Health care costs a fortune and instead of waiting for officials to make changes, companies such as Des Moines-based Principal Financial Group (PFG), are taking matters into their own hands. What's their idea? They plan on charging less-than-healthy employees higher fees for their health care.

PFG launched its program on Oct. 11 to make employees shape up or pay up. Here's how it works. All employees start off with "enhanced coverage" where they have lower deductibles and co-pays than the "standard coverage." Then the employees agree to a health screening, and if they reach certain scores in all the criteria (like low blood pressure, good cholesterol levels, and healthy BMI), they get to stay on the low-cost plan. If they don't score well on these tests, then they have to agree to work with a health coach (provided by the company), to improve their scores. If a person refuses to take the tests in the first place, won't work with the coach, or slacks off on an exercise program assigned by the coach, then they'll end up paying high deductibles and co-pays.
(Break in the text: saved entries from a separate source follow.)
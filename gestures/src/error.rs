//! Error types for gesture recognition and the editor model.

use crate::doc::ElementId;

/// Error returned by the recognizer and the contact gate.
///
/// None of these are fatal. The host logs and drops the offending event; the
/// recognizer has already reset itself to idle by the time it returns one.
#[derive(Debug, Clone, PartialEq, thiserror::Error)]
pub enum GestureError {
    /// The event does not fit the current session state (duplicate down,
    /// event for an unknown contact, or a stale timer).
    #[error("invalid gesture state: {0}")]
    InvalidState(&'static str),
    /// A configuration value failed validation.
    #[error("invalid gesture config: {0}")]
    InvalidConfig(String),
}

/// Error surfaced by the camera/OCR collaborator.
#[derive(Debug, Clone, PartialEq, Eq, thiserror::Error)]
pub enum ScanError {
    /// The user or the browser refused camera access.
    #[error("camera permission denied")]
    PermissionDenied,
    /// No usable camera, or the recognition engine failed to load.
    #[error("capture device unavailable: {0}")]
    DeviceUnavailable(String),
    /// Recognition finished but produced no text.
    #[error("no text recognized")]
    NoText,
}

/// Error returned by editor operations that name an element.
#[derive(Debug, Clone, PartialEq, thiserror::Error)]
pub enum EditorError {
    #[error("unknown element: {0}")]
    UnknownElement(ElementId),
    #[error("element {0} is not a text element")]
    NotText(ElementId),
    #[error("element {0} is not an image element")]
    NotImage(ElementId),
    #[error(transparent)]
    Scan(#[from] ScanError),
}
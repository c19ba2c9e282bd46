//! Gesture recognition and editor model for the print-template canvas.
//!
//! The browser host wires raw pointer/touch events into this crate and gets
//! back one classification per interaction: a tap selects an element, a
//! long-press opens its edit panel, and a drag translates it across the
//! template. Camera scanning, printing, and persistence stay with the host;
//! this crate only sees them through narrow traits and serde types.
//!
//! ## Module layout
//!
//! | Module | Role |
//! |--------|------|
//! | [`recognizer`] | Tap / long-press / drag state machine |
//! | [`session`] | Per-contact interaction bookkeeping |
//! | [`timer`] | Cancelable long-press deadlines |
//! | [`contacts`] | Per-contact routing and multi-touch cancellation |
//! | [`driver`] | Tokio task owning a recognizer and its timer |
//! | [`editor`] | Host-side reactions: select, edit, move, resize |
//! | [`doc`] | Template elements and the in-memory element store |
//! | [`scan`] | Camera/OCR collaborator interface |
//! | [`config`] | Gesture tuning and device presets |
//! | [`geometry`] | Points, deltas, sizes, and clamping |
//! | [`error`] | Error types |
//! | [`consts`] | Shared numeric constants (thresholds, default sizes) |

pub mod config;
pub mod consts;
pub mod contacts;
pub mod doc;
pub mod driver;
pub mod editor;
pub mod error;
pub mod geometry;
pub mod recognizer;
pub mod scan;
pub mod session;
pub mod timer;

pub use config::{DeviceProfile, GestureConfig};
pub use error::GestureError;
pub use recognizer::{Gesture, GestureRecognizer};
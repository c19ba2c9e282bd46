//! Per-contact routing in front of the recognizer.
//!
//! Touch screens report several contacts at once; the recognizer only
//! classifies one. The gate keeps track of which contacts are down, feeds the
//! primary one through, and cancels the session as soon as a second finger
//! lands. Classification stays off until every contact is lifted and a fresh
//! single contact starts.

#[cfg(test)]
#[path = "contacts_test.rs"]
mod contacts_test;

use std::collections::BTreeSet;

use serde::{Deserialize, Serialize};
use tracing::debug;

use crate::config::GestureConfig;
use crate::doc::ElementId;
use crate::error::GestureError;
use crate::geometry::Point;
use crate::recognizer::{Gesture, GestureRecognizer};
use crate::timer::{Scheduler, TimerQueue};

/// Browser pointer / touch identifier.
pub type PointerId = i32;

/// One raw input sample from the host, without a timestamp.
#[derive(Debug, Clone, Copy, PartialEq, Serialize, Deserialize)]
#[serde(tag = "kind", rename_all = "snake_case")]
pub enum PointerInput {
    /// Contact landed on an editable element.
    Down { pointer_id: PointerId, element_id: ElementId, x: f64, y: f64 },
    /// Contact moved.
    Move { pointer_id: PointerId, x: f64, y: f64 },
    /// Contact lifted.
    Up { pointer_id: PointerId, x: f64, y: f64 },
    /// The browser took the contact away (scroll, system gesture, etc.).
    Cancel { pointer_id: PointerId },
}

/// Routes multi-contact input into a single-contact recognizer.
pub struct ContactGate<S: Scheduler = TimerQueue> {
    recognizer: GestureRecognizer<S>,
    live: BTreeSet<PointerId>,
    primary: Option<PointerId>,
}

impl ContactGate<TimerQueue> {
    /// Create a gate around a fresh [`TimerQueue`]-backed recognizer.
    pub fn new(config: GestureConfig) -> Result<Self, GestureError> {
        Ok(Self::with_recognizer(GestureRecognizer::new(config)?))
    }

    /// Fire the primary contact's long-press if it is due at `now_ms`.
    pub fn fire_due(&mut self, now_ms: u64) -> Result<Option<Gesture>, GestureError> {
        self.recognizer.fire_due(now_ms)
    }

    /// Earliest armed long-press deadline.
    #[must_use]
    pub fn next_deadline(&self) -> Option<u64> {
        self.recognizer.next_deadline()
    }
}

impl<S: Scheduler> ContactGate<S> {
    #[must_use]
    pub fn with_recognizer(recognizer: GestureRecognizer<S>) -> Self {
        Self { recognizer, live: BTreeSet::new(), primary: None }
    }

    #[must_use]
    pub fn recognizer(&self) -> &GestureRecognizer<S> {
        &self.recognizer
    }

    /// Number of contacts currently down.
    #[must_use]
    pub fn live_contacts(&self) -> usize {
        self.live.len()
    }

    /// Dispatch one input sample observed at `time`.
    pub fn handle(&mut self, input: PointerInput, time: u64) -> Result<Option<Gesture>, GestureError> {
        match input {
            PointerInput::Down { pointer_id, element_id, x, y } => {
                self.down(pointer_id, element_id, Point::new(x, y), time).map(|()| None)
            }
            PointerInput::Move { pointer_id, x, y } => self.moved(pointer_id, Point::new(x, y), time),
            PointerInput::Up { pointer_id, x, y } => self.up(pointer_id, Point::new(x, y), time),
            PointerInput::Cancel { pointer_id } => {
                self.cancel(pointer_id);
                Ok(None)
            }
        }
    }

    pub fn down(
        &mut self,
        pointer_id: PointerId,
        element_id: ElementId,
        position: Point,
        time: u64,
    ) -> Result<(), GestureError> {
        if !self.live.insert(pointer_id) {
            if self.primary == Some(pointer_id) {
                self.primary = None;
                self.recognizer.on_pointer_cancel();
            }
            return Err(GestureError::InvalidState("pointer down for a contact that is already down"));
        }
        if self.live.len() > 1 {
            if let Some(primary) = self.primary.take() {
                debug!(primary, extra = pointer_id, "second contact, cancelling gesture");
                self.recognizer.on_pointer_cancel();
            }
            return Ok(());
        }
        self.primary = Some(pointer_id);
        self.recognizer.on_pointer_down(element_id, position, time)
    }

    pub fn moved(&mut self, pointer_id: PointerId, position: Point, time: u64) -> Result<Option<Gesture>, GestureError> {
        if !self.live.contains(&pointer_id) {
            return Err(GestureError::InvalidState("pointer move for a contact that is not down"));
        }
        if self.primary == Some(pointer_id) {
            return self.recognizer.on_pointer_move(position, time);
        }
        Ok(None)
    }

    pub fn up(&mut self, pointer_id: PointerId, position: Point, time: u64) -> Result<Option<Gesture>, GestureError> {
        if !self.live.remove(&pointer_id) {
            return Err(GestureError::InvalidState("pointer up for a contact that is not down"));
        }
        if self.primary == Some(pointer_id) {
            self.primary = None;
            return self.recognizer.on_pointer_up(position, time);
        }
        Ok(None)
    }

    /// Drop a contact. Unknown contacts are ignored.
    pub fn cancel(&mut self, pointer_id: PointerId) {
        self.live.remove(&pointer_id);
        if self.primary == Some(pointer_id) {
            self.primary = None;
            self.recognizer.on_pointer_cancel();
        }
    }
}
This is a fairly new approach, and some companies are leery about initiating such programs for fear that they'll upset their employees, or be sued by them. What do you think? Would lower health care costs encourage you to eat right, exercise, and take better care of yourself? Or do you think these types of health care programs are a form of discrimination?


Join The Conversation
gumdrops334 gumdrops334 9 years
how are they going to check that everyone IS exercising? There are plenty of "overweight" people out there who do exercise on a regular basis, and have a naturally high BMI. Are they going to check off each day you exercise? I mean, this can only go so far. And like someone said before, am I going to have to pay extra because I have bad eyesight, and don't eat enough carrots? And do promiscuous people have to pay more because they may have STDs? This is discrimination in the worst kind. And yes, I do believe staying fit is a lot harder for poor people. Yes, there are ways around it, but it is WAY WAY WAY more convenient for the well-off to exercise everyday. And, I believe that eating healthy as well is a lot more expensive than most cheap junk you can find. At my grocery, the produce is pretty expensive. One cantaloupe is $3 and a watermelon is $4. That's not a meal. I can buy plenty of meals however, for $2 or less, albeit they are very unhealthy.
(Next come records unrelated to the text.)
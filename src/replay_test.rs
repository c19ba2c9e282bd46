use serde_json::Value;
use uuid::Uuid;

use super::*;

fn run(trace: &str) -> (ReplaySummary, Vec<Value>) {
    let mut out = Vec::new();
    let summary = replay(GestureConfig::default(), trace.as_bytes(), &mut out).unwrap();
    let lines = String::from_utf8(out)
        .unwrap()
        .lines()
        .map(|l| serde_json::from_str(l).unwrap())
        .collect();
    (summary, lines)
}

#[test]
fn tap_trace() {
    let id = Uuid::new_v4();
    let trace = format!(
        "{{\"t\":0,\"kind\":\"down\",\"pointer_id\":1,\"element_id\":\"{id}\",\"x\":0,\"y\":0}}\n\
         {{\"t\":100,\"kind\":\"up\",\"pointer_id\":1,\"x\":0,\"y\":0}}\n"
    );
    let (summary, out) = run(&trace);
    assert_eq!(summary, ReplaySummary { samples: 2, rejected: 0, gestures: 1 });
    assert_eq!(out[0]["type"], "tap");
    assert_eq!(out[0]["t"], 100);
    assert_eq!(out[0]["element_id"], id.to_string());
}

#[test]
fn long_press_fires_before_next_sample() {
    let id = Uuid::new_v4();
    let trace = format!(
        "# held, then released late\n\
         {{\"t\":0,\"kind\":\"down\",\"pointer_id\":1,\"element_id\":\"{id}\",\"x\":0,\"y\":0}}\n\
         \n\
         {{\"t\":600,\"kind\":\"up\",\"pointer_id\":1,\"x\":0,\"y\":0}}\n"
    );
    let (summary, out) = run(&trace);
    assert_eq!(summary.gestures, 1);
    assert_eq!(out[0]["type"], "long_press");
    assert_eq!(out[0]["t"], 500, "reported at the deadline, not at the release");
}

#[test]
fn held_press_at_end_of_trace_fires_at_deadline() {
    let id = Uuid::new_v4();
    let trace = format!("{{\"t\":40,\"kind\":\"down\",\"pointer_id\":1,\"element_id\":\"{id}\",\"x\":0,\"y\":0}}\n");
    let (_, out) = run(&trace);
    assert_eq!(out.len(), 1);
    assert_eq!(out[0]["type"], "long_press");
    assert_eq!(out[0]["t"], 540);
}

#[test]
fn drag_trace_emits_updates_then_end() {
    let id = Uuid::new_v4();
    let trace = format!(
        "{{\"t\":0,\"kind\":\"down\",\"pointer_id\":1,\"element_id\":\"{id}\",\"x\":0,\"y\":0}}\n\
         {{\"t\":50,\"kind\":\"move\",\"pointer_id\":1,\"x\":20,\"y\":0}}\n\
         {{\"t\":900,\"kind\":\"move\",\"pointer_id\":1,\"x\":25,\"y\":5}}\n\
         {{\"t\":950,\"kind\":\"up\",\"pointer_id\":1,\"x\":25,\"y\":5}}\n"
    );
    let (_, out) = run(&trace);
    let kinds: Vec<&str> = out.iter().map(|v| v["type"].as_str().unwrap_or_default()).collect();
    assert_eq!(kinds, vec!["drag_update", "drag_update", "drag_end"]);
    assert_eq!(out[0]["dx"], 20.0);
    assert_eq!(out[1]["dx"], 5.0);
    assert_eq!(out[1]["dy"], 5.0);
}

#[test]
fn out_of_sequence_samples_are_counted() {
    let trace = "{\"t\":0,\"kind\":\"up\",\"pointer_id\":4,\"x\":0,\"y\":0}\n";
    let (summary, out) = run(trace);
    assert_eq!(summary.rejected, 1);
    assert!(out.is_empty());
}

#[test]
fn malformed_line_reports_line_number() {
    let mut out = Vec::new();
    let err = replay(GestureConfig::default(), "\n{not json}\n".as_bytes(), &mut out).unwrap_err();
    assert!(matches!(err, ReplayError::Parse { line: 2, .. }));
}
behemoth_the_cat behemoth_the_cat 9 years
DISCRIMINATION and a way to make the already rich insurance companies even richer. this will affect not only people who don't eat healthy or watch their weight, but people that have naturally occuring high blood pressure or similar problems.
Spectra Spectra 9 years
I like this idea. I never get sick and I'm in great shape. I'm not on any prescription meds and I only have to go to the doctor for my checkups and stuff. I don't think I should have to pay as much for my health insurance as someone who never works out and has numerous health problems as a result of that. Health insurance is a big cluster one knows how much anything costs and it's all overinflated. If health insurance worked more like auto insurance, it'd be a lot cheaper. That is, preventive maintenance things wouldn't be covered (ie, checkups, minor procedures, etc.) but they would be priced fairly. Major procedures would be covered, so it works to your benefit to keep up with your "maintenance" to try and avoid a major procedure.
chibarosa chibarosa 9 years
I work in the area of employee benefits. With the program detailed above, employees who have health problems get a FREE health coach. They're only penalized if they refuse to be tested or don't work with their coach. If we can educate employees on how to lead healthier lifestyles, then we all win, because when people are unhealthy they develop more health problems and then we all pay higher premiums as a result. But if a health coach can help an employee to quit smoking and start doing a little exercise, even if it's marching in place in front of the tv, then that employee will SAVE money and start feeling better, and will be a more productive and happier employee down the road. No gym membership is required. Yes, the current system is to charge employer groups who have large numbers of young pregnant-eligible females and older males higher premiums because they pose a higher financial risk. They also charge higher premiums to groups that have lots of sick people. That's just the way it works.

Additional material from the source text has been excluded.